Why? Why entertain the dellusional, or even those at odds with our agenda? Im sure the Mullahs and KJI dont think Wolfy is a swell fellow, do they get a vote? This isnt a popularity contest, this is real life. We have power and authority and an agenda that we believe will bring peace, justice, and prosperity. Not pursuing that agenda to placate the cynics and hand wringers of the world would be the crime. If you disagree with that agenda, why for goodness sake should your get a say in how it is implimented?

Its good to see that so many people here want to pursue the far right wing agenda, i.e. reshape the World Bank from an organization that tries to keep people from starving to death to one whose goal is privatizing the natural resources and other assets of poor nations.

After all, what difference does it make it thousands die every day of hunger, and the World Bank was set up to allieviate hunger? Wolfowitz's well established contempt for the lives of the vast majority of humanity that is neither white, Christian, or wealthy makes him the perfect candidate to ensure that what little wealth these nations have winds up in the pockets of wealthy white Christians.
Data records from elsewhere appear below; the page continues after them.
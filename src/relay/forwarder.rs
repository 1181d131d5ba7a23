//! Data forwarding module
//!
//! Pumps bytes between the inbound and outbound streams of one relayed
//! connection, passing every chunk through the relay's handler.

use bytes::BytesMut;
use log::debug;
use std::sync::Arc;
use tokio::io::{AsyncRead, AsyncReadExt, AsyncWrite, AsyncWriteExt};

use super::handler::{Direction, Flow, Handler};

/// Forward data between two streams until one direction stops
///
/// `outbound` describes the client to remote direction. When either direction
/// reaches EOF or fails, the other one is cancelled and both streams are closed.
/// Both directions run inside the caller's task, so cancelling that task tears
/// the whole connection down. Returns the bytes read on the (outbound, inbound)
/// directions; the cancelled direction reports zero.
pub async fn proxy_data<C, R>(
    client: C,
    remote: R,
    outbound: Flow,
    handler: Arc<dyn Handler>,
    buffer_size: usize,
) -> (u64, u64)
where
    C: AsyncRead + AsyncWrite + Unpin,
    R: AsyncRead + AsyncWrite + Unpin,
{
    let (client_reader, client_writer) = tokio::io::split(client);
    let (remote_reader, remote_writer) = tokio::io::split(remote);

    let inbound = outbound.reversed();
    let client_to_remote = pump(
        client_reader,
        remote_writer,
        outbound,
        Arc::clone(&handler),
        buffer_size,
    );
    let remote_to_client = pump(remote_reader, client_writer, inbound, handler, buffer_size);

    // The first direction to finish tears down the connection
    let totals = tokio::select! {
        sent = client_to_remote => {
            debug!("[Inactive] {}", inbound.source());
            (sent, 0)
        }
        received = remote_to_client => {
            debug!("[Inactive] {}", outbound.source());
            (0, received)
        }
    };

    debug!(
        "[Closed] {} <=> {} ({} bytes out, {} bytes in)",
        outbound.client, outbound.remote, totals.0, totals.1
    );
    totals
}

async fn pump<Rd, Wr>(
    mut reader: Rd,
    mut writer: Wr,
    flow: Flow,
    handler: Arc<dyn Handler>,
    buffer_size: usize,
) -> u64
where
    Rd: AsyncRead + Unpin,
    Wr: AsyncWrite + Unpin,
{
    let mut buffer = BytesMut::with_capacity(buffer_size);
    let mut total_bytes = 0u64;

    loop {
        buffer.clear();
        match reader.read_buf(&mut buffer).await {
            Ok(0) => {
                handler.closed(&flow);
                break;
            }
            Ok(n) => {
                total_bytes += n as u64;
                match flow.direction {
                    Direction::Outbound => {
                        debug!("[>> {} bytes] {} >> {}", n, flow.client, flow.remote)
                    }
                    Direction::Inbound => {
                        debug!("[<< {} bytes] {} << {}", n, flow.client, flow.remote)
                    }
                }

                let chunk = handler.handle(&buffer[..n], &flow);
                if writer.write_all(&chunk).await.is_err() {
                    break;
                }
            }
            Err(e) => {
                debug!("Read from {} failed: {}", flow.source(), e);
                break;
            }
        }
    }

    debug!("[Inactive] {}", flow.source());
    let _ = writer.shutdown().await;
    total_bytes
}

#[cfg(test)]
mod tests {
    use super::*;
    use crate::relay::Passthrough;
    use std::borrow::Cow;
    use std::sync::atomic::{AtomicUsize, Ordering};
    use tokio::io::duplex;

    fn outbound() -> Flow {
        Flow::new(
            Direction::Outbound,
            "127.0.0.1:40000".parse().unwrap(),
            "127.0.0.1:6000".parse().unwrap(),
        )
    }

    #[tokio::test]
    async fn test_pump_applies_handler() {
        let (mut client, relay_side) = duplex(64);
        let (remote_side, mut remote) = duplex(64);

        let upper = |chunk: &[u8], _flow: &Flow| chunk.to_ascii_uppercase();
        let task = tokio::spawn(proxy_data(
            relay_side,
            remote_side,
            outbound(),
            Arc::new(upper),
            16,
        ));

        client.write_all(b"hello").await.unwrap();
        let mut buf = [0u8; 5];
        remote.read_exact(&mut buf).await.unwrap();
        assert_eq!(&buf, b"HELLO");

        remote.write_all(b"world").await.unwrap();
        client.read_exact(&mut buf).await.unwrap();
        assert_eq!(&buf, b"WORLD");

        drop(client);
        let (sent, _) = task.await.unwrap();
        assert_eq!(sent, 5);
    }

    struct CountClosed(Arc<AtomicUsize>);

    impl Handler for CountClosed {
        fn handle<'a>(&self, chunk: &'a [u8], _flow: &Flow) -> Cow<'a, [u8]> {
            Cow::Borrowed(chunk)
        }

        fn closed(&self, flow: &Flow) {
            assert_eq!(flow.direction, Direction::Inbound);
            self.0.fetch_add(1, Ordering::SeqCst);
        }
    }

    #[tokio::test]
    async fn test_remote_eof_closes_client() {
        let (mut client, relay_side) = duplex(64);
        let (remote_side, remote) = duplex(64);
        let closed = Arc::new(AtomicUsize::new(0));

        let task = tokio::spawn(proxy_data(
            relay_side,
            remote_side,
            outbound(),
            Arc::new(CountClosed(Arc::clone(&closed))),
            16,
        ));

        drop(remote);
        task.await.unwrap();
        assert_eq!(closed.load(Ordering::SeqCst), 1);

        let mut rest = Vec::new();
        client.read_to_end(&mut rest).await.unwrap();
        assert!(rest.is_empty());
    }

    #[tokio::test]
    async fn test_cancel_closes_both_sides() {
        let (mut client, relay_side) = duplex(64);
        let (remote_side, mut remote) = duplex(64);

        let task = tokio::spawn(proxy_data(
            relay_side,
            remote_side,
            outbound(),
            Arc::new(Passthrough),
            16,
        ));

        client.write_all(b"ping").await.unwrap();
        let mut buf = [0u8; 4];
        remote.read_exact(&mut buf).await.unwrap();

        task.abort();
        assert!(task.await.unwrap_err().is_cancelled());

        let mut rest = Vec::new();
        client.read_to_end(&mut rest).await.unwrap();
        assert!(rest.is_empty());
        remote.read_to_end(&mut rest).await.unwrap();
        assert!(rest.is_empty());
    }
}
And given the billions upon billions of dollars that remain unaccounted for in Iraq under Wolfowitz's watch (and the reported rampant corruption on the part of our puppet government when it comes to the awarding of contracts) we know that Wolfowitz wasn't nominated to deal with the problems associated with the World Bank's poor contract management. With Wolfowitz at the helm of the World Bank, we can be sure that every possible penny will be diverted into wealthy white Chirstian hands, where GOD ordained it to be....

Yes. This is the perspective of all nations. The US just happens to be better at it right now.

That is not true. Most countries have no illusion that they ever will be the mighiest so they don't like "might is right".

If Czech had to choose between that or the US? YOu bet they'd go for it.

The US is far away. Germany is next door. If they are smart they will ally themself to Germany and the UK

Its imperialistic to try to sculpt the institution we are funding into meeting the ends we believe are just? No, thats called common sense.

who is "we"? The majority of americans are opposed to Bushco's policies --- and that would include changing the World Bank from an institution whose mission is to allieviate hunger and crushing poverty to providing welfare to multinational corporations.

We've already seen the mess that neo-con policies in the World Bank produce --- virtually every country that implemented the Friedman/Chicago School of Economics approach at the behest of the World Bank has experienced the disaster that resulted from those policies.

The arrogance and contempt exhibited by Bushco toward the international community in this appointment (and of Bolton to the UN) is doing tremendous damage to the US's long term security. Threats and bullying may work fine in the short term, but the US is too vulnerable and dependent upon the rest of the world economically and politically---and the rest of the world knows it.

p.lukasiak:

One problem with your conspiracy theory - Wolfowitz isn't Christian. Might get more mileage if you put him as being part of the Great Zionist Cabal™.

Another: Bush won the '04 election, the only poll that really mattered, so saying his policies don't represent the "majority of Americans" isn't borne out by the reality of the vote.

Although I find the arguments for and against here enlightening I thought some here might be interested in the articles under the heading Wolfowitz to the World Bank at Watching America. So far every one of the articles I have read has bemoaned the appointment to no end but have not provided any evidence from a banking / economic requirement as to why they are opposed.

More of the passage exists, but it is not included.